Radikalleşen dünyaya dikkat

Alber NASİ Köşe Yazısı
1 Nisan 2009 Çarşamba

Türkiye’de yapılan yerel seçimlerde beklendiği gibi iktidar partisi AKP, ülke genelinde oylarını korurken büyük şehirlerde önemli oranlarda oy kaybetti.

Ege ve Akdeniz kıyılarında hiçbir belediyeyi alamayan AKP, İstanbul’da yaşayanların oylarıyla İstanbul Belediye Başkanlığını korudu. İstanbullu olarak hayatının dörtte üçlük kısmını İstanbul’da geçirmiş olan insanlar bile kabul edilse ve seçim İstanbul’da yaşayanlar tarafından değil de İstanbullular tarafından yapılmış olsaydı sonuç hiç şüphesiz çok daha farklı olurdu.

Şişli, Beşiktaş, Kadıköy’ün yanı sıra AKP, Sarıyer ve Ataşehir Belediyeleri’ni de kaybetmiştir. Bu bölgeler hiç şüphesiz liberal olarak kabul edilen insanların yaşadığı ve daha da önemlisi Türkiye ekonomisinin yönetildiği, yönlendirildiği bölgelerin belediyelerdir.

Genel seçimlerde iktidar partisi bu bölgelerden hatırı sayılır oranda oy almışken bu seçimlerde AKP umduğunu bulamadı.

Kiminin liberal kiminin burjuva kiminin de ‘Beyaz Türk’ dediği kesim AKP’ye şimdiye kadar verdiği desteği artık vermeyeceğini açıkça gösterdi.

İşin ilginç tarafı bu kesim pek solcu olmasa da AKP yerine CHP’ye oy verdi.

Merkez sağda son yedi senedir güçlü bir alternatifin çıkmamış olması bu sonucu doğurdu.

Seçim sonuçlarından sonra hükümetin IMF’ye AB’ye yakınlaşması, AB ile uyum yasalarını bir an önce çıkarması ve Türkiye’yi AB’ye sokmak yolunda önemli adımlar atması AKP’nin merkez sağ partisi olduğunu göstermeye yetecek.
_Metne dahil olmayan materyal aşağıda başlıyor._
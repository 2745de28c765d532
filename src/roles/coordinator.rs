use std::io;
use std::sync::Arc;
use std::time::Duration;

use async_trait::async_trait;
use tokio::net::TcpListener;
use tokio::task::JoinSet;
use tracing::{debug, info, warn};
use zeroize::Zeroizing;

use super::Role;
use crate::config::CoordinatorConfig;
use crate::error::{ProtocolResult, WireError};
use crate::net::{Connection, Endpoint, Message};
use crate::quorum;
use crate::shamir;

/// Brokers requests between requesters and the shareholders.
///
/// Pull: collects a quorum itself, reconstructs and answers with the secret.
/// Push: forwards the requester's callback endpoint to every shareholder and
/// answers with how many of them took the request.
pub struct Coordinator {
    config: Arc<CoordinatorConfig>,
    listener: TcpListener,
    endpoint: Endpoint,
}

impl Coordinator {
    pub fn endpoint(&self) -> Endpoint {
        self.endpoint
    }
}

#[async_trait]
impl Role for Coordinator {
    type Config = CoordinatorConfig;
    type Output = ();

    async fn bind(config: CoordinatorConfig) -> ProtocolResult<Self> {
        let listener = TcpListener::bind(config.bind.addr()).await?;
        let endpoint = Endpoint::from(listener.local_addr()?);
        info!(
            "[COORDINATOR] listening on {}, {} shareholders, threshold {}",
            endpoint,
            config.shareholders.len(),
            config.threshold
        );
        Ok(Self {
            config: Arc::new(config),
            listener,
            endpoint,
        })
    }

    async fn run(self) -> ProtocolResult<()> {
        let mut requests = JoinSet::new();
        loop {
            tokio::select! {
                accepted = self.listener.accept() => match accepted {
                    Ok((stream, peer)) => {
                        let config = self.config.clone();
                        requests.spawn(async move {
                            let mut conn = Connection::new(stream, peer);
                            if let Err(e) = serve(&mut conn, &config).await {
                                warn!("[COORDINATOR] request from {} failed: {}", peer, e);
                            }
                        });
                    }
                    Err(e) => {
                        warn!("[COORDINATOR] accept failed: {}", e);
                        tokio::time::sleep(Duration::from_millis(50)).await;
                    }
                },
                Some(_) = requests.join_next(), if !requests.is_empty() => {}
            }
        }
    }
}

async fn serve(conn: &mut Connection, config: &CoordinatorConfig) -> Result<(), WireError> {
    let first = tokio::time::timeout(config.connect_timeout, conn.recv())
        .await
        .map_err(|_| io::Error::new(io::ErrorKind::TimedOut, "no request before timeout"))??;
    let callback = match first {
        Message::Request { token, callback } if token == config.token => callback,
        Message::Request { .. } => {
            warn!("[COORDINATOR] bad token from {}, ignored", conn.peer());
            return Ok(());
        }
        other => {
            return Err(WireError::Unexpected {
                expected: "request",
                got: other.kind(),
            })
        }
    };

    let reply = match callback {
        None => {
            info!("[COORDINATOR] pull request from {}", conn.peer());
            retrieve(config).await
        }
        Some(requester) => {
            info!("[COORDINATOR] push request from {} -> {}", conn.peer(), requester);
            let dispatched = forward(config, requester).await;
            Message::Forwarded { dispatched }
        }
    };
    conn.send(&reply).await
}

/// Pull topology: race-to-M over all shareholders, then interpolate.
async fn retrieve(config: &CoordinatorConfig) -> Message {
    let request = Message::Request {
        token: config.token.clone(),
        callback: None,
    };
    let collected = quorum::collect(
        &config.shareholders,
        config.threshold,
        &request,
        config.quorum_timeout,
        config.connect_timeout,
    )
    .await;

    let secret = collected.and_then(|shares| {
        let indices: Vec<u16> = shares.iter().map(shamir::Share::index).collect();
        debug!("[COORDINATOR] reconstructing from shares {:?}", indices);
        Ok(Zeroizing::new(shamir::reconstruct(&shares, config.threshold)?))
    });

    match secret {
        Ok(secret) => {
            info!("[COORDINATOR] secret reconstructed");
            Message::Secret {
                value: hex::encode(secret.as_slice()),
            }
        }
        Err(e) => {
            warn!("[COORDINATOR] retrieval failed: {}", e);
            Message::Failure { cause: (&e).into() }
        }
    }
}

/// Push topology: hand the requester's endpoint to every shareholder.
/// Returns how many of them accepted the forwarded request.
async fn forward(config: &CoordinatorConfig, requester: Endpoint) -> usize {
    let request = Message::Request {
        token: config.token.clone(),
        callback: Some(requester),
    };
    let mut sends = JoinSet::new();
    for &shareholder in &config.shareholders {
        let request = request.clone();
        let connect_timeout = config.connect_timeout;
        sends.spawn(async move {
            let mut conn = Connection::connect(shareholder, connect_timeout).await?;
            conn.send(&request).await?;
            Ok::<_, WireError>(shareholder)
        });
    }

    let mut dispatched = 0;
    while let Some(joined) = sends.join_next().await {
        match joined {
            Ok(Ok(_)) => dispatched += 1,
            Ok(Err(e)) => warn!("[COORDINATOR] forward failed: {}", e),
            Err(e) => warn!("[COORDINATOR] forward task died: {}", e),
        }
    }
    info!(
        "[COORDINATOR] forwarded to {}/{} shareholders",
        dispatched,
        config.shareholders.len()
    );
    dispatched
}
Kötüleşen ekonomik durum, güçlenen alternatif radikal sağ, AKP içindeki radikal fraksiyonların daha da radikalleşmesine de neden olabilir.

Diğer yandan CHP, AKP’nin başarısızlığına oynayarak siyaset yapamayacağını ve başarıya ulaşmayacağını halen anlamadı. AKP’nin başarısızlığı veya gözden düşmesi CHP’nin güçlenmesinde çok merkez sağda ve hatta radikal sağda yeni oluşumların güçlenmesini sağlar.

***

İsrail’de Netanyahu’nun seçimlerdeki söylemlerini bir kenara bırakarak gerçekçi ve nispeten barışçı mesajlar vermesi bölge barışı için umut vericidir.

Netanyahu saf bir sağ hükümet yerine İşçi Partisi’ni de koalisyona katarak bir denge unsuru sağladı.

Ehud Barak ve Hillary Clinton’un dâhil olduğu bir barış süreci son sekiz seneden çok daha başarılı olacak.

Yine de daha önce yaşanan tecrübelerden Ortadoğu’da barış için çok yol olduğu söylenebilir.

***

Bu arada dünyada yaşanan ekonomik kriz ve İsrail’in Gazze operasyonu Batı Avrupa’da antisemitizmi arttırdı.

Dünya ekonomisinin Yahudiler tarafından yönetildiği ve neredeyse her olayda  ‘Yahudi parmağı’ olduğu zırvalığı tarih kadar eskidir. Her ne hikmetse ne zaman ekonomi gitse direk Yahudiler suçludur. Aksi gibi neden iyi gittiği zaman Yahudilere teşekkür etmezler ki?

Dünyada artan işsizlik özellikle kalifiye insanların işsizliği radikal hareketlerin yükselmesine ve neticesinde xenofobia ve Yahudi düşmanlığını getirir.

AB içerisinde olabilecek xenophobia ve milliyetçi dalga bu bölgede yaşayan Yahudileri rahatsız edebileceği gibi Avrupa içinde yaşayan Türklere de zarar verebilir.